Researchers at the University of California, Berkeley surveyed experts (tech industry, academic, government and nonprofit experts) to find out what they considered pose the greatest cybersecurity risks to local governments and their "smart city" programs.

The survey found that emergency alert systems, video surveillance devices and traffic signals pose the greatest security risks.

For the survey, researchers at Berkeley’s Center for Long-Term Cybersecurity asked 76 experts to rate nine types of technologies frequently held up as core components of smart cities, based on how likely they were to be attacked by a bad actor, how impactful a successful attack would be and how much interest the attack would attract from nation-state adversaries.

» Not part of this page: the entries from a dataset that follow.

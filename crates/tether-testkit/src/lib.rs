#![doc = include_str!("../README.md")]
#![forbid(unsafe_op_in_unsafe_fn)]

mod timer;

pub use timer::ManualTimer;

use std::rc::Rc;

use tether_core::{Connection, Peer};

/// A peer plus the manual timer driving its timeouts.
pub struct TestPeer {
    pub peer: Rc<Peer>,
    pub timer: ManualTimer,
}

/// Ready-to-use peer whose sends loop back into its own receive path.
pub fn loopback_peer() -> TestPeer {
    let peer = Peer::new(Connection::loopback());
    let timer = ManualTimer::new();
    peer.set_timer(timer.hook());
    peer.set_ready(true);
    TestPeer { peer, timer }
}

/// Two ready peers over cross-linked in-memory connections: whatever one
/// sends, the other receives synchronously.
pub fn linked_pair() -> (TestPeer, TestPeer) {
    let conn_a = Connection::new();
    let conn_b = Connection::new();

    {
        let other = Rc::downgrade(&conn_b);
        conn_a.set_send_package_impl(move |package| {
            if let Some(conn) = other.upgrade() {
                conn.recv_package(package);
            }
        });
    }
    {
        let other = Rc::downgrade(&conn_a);
        conn_b.set_send_package_impl(move |package| {
            if let Some(conn) = other.upgrade() {
                conn.recv_package(package);
            }
        });
    }

    let make = |conn: Rc<Connection>| {
        let peer = Peer::new(conn);
        let timer = ManualTimer::new();
        peer.set_timer(timer.hook());
        peer.set_ready(true);
        TestPeer { peer, timer }
    };
    (make(conn_a), make(conn_b))
}

/// Split `bytes` into chunks of the given sizes, cycling through `sizes`
/// until the input is exhausted. Handy for framer partition tests.
pub fn chunked<'a>(bytes: &'a [u8], sizes: &'a [usize]) -> impl Iterator<Item = &'a [u8]> {
    let mut rest = bytes;
    let mut index = 0;
    std::iter::from_fn(move || {
        if rest.is_empty() {
            return None;
        }
        let size = sizes[index % sizes.len()].max(1).min(rest.len());
        index += 1;
        let (chunk, tail) = rest.split_at(size);
        rest = tail;
        Some(chunk)
    })
}

#[cfg(test)]
mod tests {
    use super::*;
    use std::cell::RefCell;

    #[test]
    fn loopback_peer_answers_itself() {
        let harness = loopback_peer();
        harness.peer.subscribe("echo", |text: String| text);

        let got = Rc::new(RefCell::new(None));
        let sink = got.clone();
        harness
            .peer
            .cmd("echo")
            .msg(&"roundtrip".to_string())
            .rsp(move |text: String| *sink.borrow_mut() = Some(text))
            .call();

        assert_eq!(got.borrow().as_deref(), Some("roundtrip"));
    }

    #[test]
    fn linked_peers_reach_each_other() {
        let (alice, bob) = linked_pair();
        bob.peer.subscribe("double", |n: u32| n * 2);

        let got = Rc::new(RefCell::new(None));
        let sink = got.clone();
        alice
            .peer
            .cmd("double")
            .msg(&21u32)
            .rsp(move |n: u32| *sink.borrow_mut() = Some(n))
            .call();

        assert_eq!(*got.borrow(), Some(42));
    }

    #[test]
    fn chunked_covers_every_byte_in_order() {
        let bytes: Vec<u8> = (0..=30).collect();
        let rejoined: Vec<u8> = chunked(&bytes, &[1, 3, 7]).flatten().copied().collect();
        assert_eq!(rejoined, bytes);
    }
}
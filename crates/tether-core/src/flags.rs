use bitflags::bitflags;

bitflags! {
    /// Flag byte of the wire envelope.
    ///
    /// Exactly one of `COMMAND`/`RESPONSE` is set on a valid envelope.
    /// `PING` rides on commands, `PONG` and `NO_SUCH_CMD` on responses,
    /// and `NEED_RSP` is only meaningful on commands.
    #[derive(Clone, Copy, Debug, PartialEq, Eq, Hash)]
    pub struct EnvelopeFlags: u8 {
        const COMMAND = 1 << 0;
        const RESPONSE = 1 << 1;
        const NEED_RSP = 1 << 2;
        const PING = 1 << 3;
        const PONG = 1 << 4;
        const NO_SUCH_CMD = 1 << 5;
    }
}

impl EnvelopeFlags {
    pub fn is_command(self) -> bool {
        self.contains(EnvelopeFlags::COMMAND) && !self.contains(EnvelopeFlags::RESPONSE)
    }

    pub fn is_response(self) -> bool {
        self.contains(EnvelopeFlags::RESPONSE) && !self.contains(EnvelopeFlags::COMMAND)
    }
}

Emergency alert systems that give critical guidance to the public during times of distress ranked first in all three categories, followed by street video surveillance and traffic signals. Ten survey respondents described possible situations in which spoofed emergency messages could cause “widespread panic and civil unrest,” while 18 told the Berkeley researchers that tampering with traffic lights could cause accidents and gridlock and possibly prevent police, firefighters and ambulances from reaching emergency scenes.

Interesting enough, survey respondents ranked smart-city technologies related to open data, water consumption, tolling and gunshot detection lower risk than the threat of emergency alert systems, video surveillance and traffic technologies, according to the survey.